When it introduced the ODF, HMRC made it clear that any disclosures made after 26 November 2007 would not be accepted and there would be no further opportunity to benefit from the 'amnesty' [5]. Taxpayers were left under no illusion that failure to follow the exact ODF procedure would prevent them from benefiting from the reduced penalty and would leave them exposed to a full scale formal enquiry by HMRC.

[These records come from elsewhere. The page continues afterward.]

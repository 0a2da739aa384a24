//! Application Layer - Use Cases
//!
//! This layer orchestrates domain logic, the payment proxy and the store.

pub mod config;
pub mod create_or_modify;
pub mod delete_subscription;
pub mod list_subscriptions;
pub mod view_subscription;

// Re-exports
pub use config::BillingConfig;
pub use create_or_modify::{CreateOrModifyInput, CreateOrModifyUseCase};
pub use delete_subscription::DeleteSubscriptionUseCase;
pub use list_subscriptions::ListSubscriptionsUseCase;
pub use view_subscription::ViewSubscriptionUseCase;
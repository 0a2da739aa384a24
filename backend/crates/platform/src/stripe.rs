//! Stripe REST client
//!
//! Thin, form-encoded client for the handful of Stripe endpoints the
//! payment proxy needs. Every successful call yields the `id` of the
//! object Stripe created or touched; everything else is a [`StripeError`].

use serde::Deserialize;

const STRIPE_API_URL: &str = "https://api.stripe.com";

/// Object returned by Stripe (only the fields we read)
#[derive(Debug, Clone, Deserialize)]
pub struct StripeObject {
    pub id: String,
    #[serde(default)]
    pub object: Option<String>,
}

#[derive(Debug, Deserialize)]
struct StripeErrorEnvelope {
    error: StripeErrorDetail,
}

#[derive(Debug, Deserialize)]
struct StripeErrorDetail {
    #[serde(default)]
    message: Option<String>,
    #[serde(default, rename = "type")]
    kind: Option<String>,
}

/// Stripe client errors
#[derive(Debug, thiserror::Error)]
pub enum StripeError {
    /// Transport failure (DNS, TLS, connection reset, ...)
    #[error("stripe request failed: {0}")]
    Network(#[from] reqwest::Error),

    /// Stripe answered with a non-2xx status
    #[error("stripe rejected the request ({status}): {message}")]
    Api { status: u16, message: String },

    /// Stripe answered 2xx with a body we could not read
    #[error("unexpected stripe response: {0}")]
    Decode(String),
}

/// Stripe API client
#[derive(Clone)]
pub struct StripeClient {
    http: reqwest::Client,
    api_key: String,
    base_url: String,
}

impl std::fmt::Debug for StripeClient {
    fn fmt(&self, f: &mut std::fmt::Formatter<'_>) -> std::fmt::Result {
        f.debug_struct("StripeClient")
            .field("api_key", &"[REDACTED]")
            .field("base_url", &self.base_url)
            .finish()
    }
}

impl StripeClient {
    pub fn new(api_key: impl Into<String>) -> Self {
        Self {
            http: reqwest::Client::new(),
            api_key: api_key.into(),
            base_url: STRIPE_API_URL.to_string(),
        }
    }

    /// Point the client at another host (test doubles, proxies)
    pub fn with_base_url(mut self, base_url: impl Into<String>) -> Self {
        self.base_url = base_url.into().trim_end_matches('/').to_string();
        self
    }

    /// POST a form to `path` (e.g. `/v1/customers`)
    pub async fn post_form(
        &self,
        path: &str,
        params: &[(&str, &str)],
    ) -> Result<StripeObject, StripeError> {
        let request = self
            .http
            .post(format!("{}{}", self.base_url, path))
            .bearer_auth(&self.api_key)
            .form(params);
        self.send(request).await
    }

    /// DELETE the object at `path`
    pub async fn delete(&self, path: &str) -> Result<StripeObject, StripeError> {
        let request = self
            .http
            .delete(format!("{}{}", self.base_url, path))
            .bearer_auth(&self.api_key);
        self.send(request).await
    }

    async fn send(&self, request: reqwest::RequestBuilder) -> Result<StripeObject, StripeError> {
        let response = request.send().await?;
        let status = response.status();
        let body = response.text().await?;

        if !status.is_success() {
            let message = serde_json::from_str::<StripeErrorEnvelope>(&body)
                .ok()
                .and_then(|envelope| {
                    tracing::debug!(
                        status = status.as_u16(),
                        error_type = ?envelope.error.kind,
                        "Stripe returned an error"
                    );
                    envelope.error.message
                })
                .unwrap_or(body);
            return Err(StripeError::Api {
                status: status.as_u16(),
                message,
            });
        }

        serde_json::from_str(&body).map_err(|e| StripeError::Decode(e.to_string()))
    }
}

And yet HMRC has announced it will implement a second ODF in 2009. Why is this? In the same way as it was successful in obtaining access to bank customer details in 2006, HMRC is in the process of targeting 150 other financial institutions and expects this to be sufficient impetus to encourage further tax evaders to take advantage of the second ODF.

There are no further details about the second ODF (specifically, the time frame for disclosure and the level of fixed penalty) other than that it is expected to be implemented this year.

So what does this mean in practice?

If you have already paid the tax due on all monies in your offshore account(s), there is, of course, nothing you need do.

If however, you, or indeed any of your clients, have undeclared tax to pay and did not take advantage of the first ODF in 2007, you should reconsider and obtain legal advice with respect to the second ODF. Remember, if your UK bank has any record of your offshore dealings, you can be sure that it has been or will be passed to HMRC who will investigate whether the funds have been declared for tax. This will now be the case with all records held by all banks trading in the UK including branches of foreign banks and many other financial institutions such as mortgage companies and credit card companies.

Any customer whose accounts show any transactions with offshore accounts or investments will come under HMRC scrutiny. If the HMRC does investigate and fraud is suspected, criminal prosecutions are likely. Anyone at risk should take advice immediately on how to minimise interest, penalties and risks of further investigation and prosecution.

For more advice contact Jeanette Burgess (nee Harwood), Head of our Regulatory Group or Simon Concannon, Head of our Tax Department.

[1] In accordance with section 20(8A) of the Taxes Management Act 1970
[2] HMRC invited evaders to disclose any non-offshore irregularities to their local tax office using the same facility within the same strict time limits and receive the same treatment.
[3] No penalty was charged on disclosable income under £2,500 or on pre-death liabilities of a deceased taxpayer.
[4] HMRC statement to the Compliance Reform Forum, November 2008
[5] Although not strictly an 'amnesty' - the ODF neither allowed taxpayers to declare without receiving a penalty nor did it provide them with immunity from prosecution by the tax or other authorities.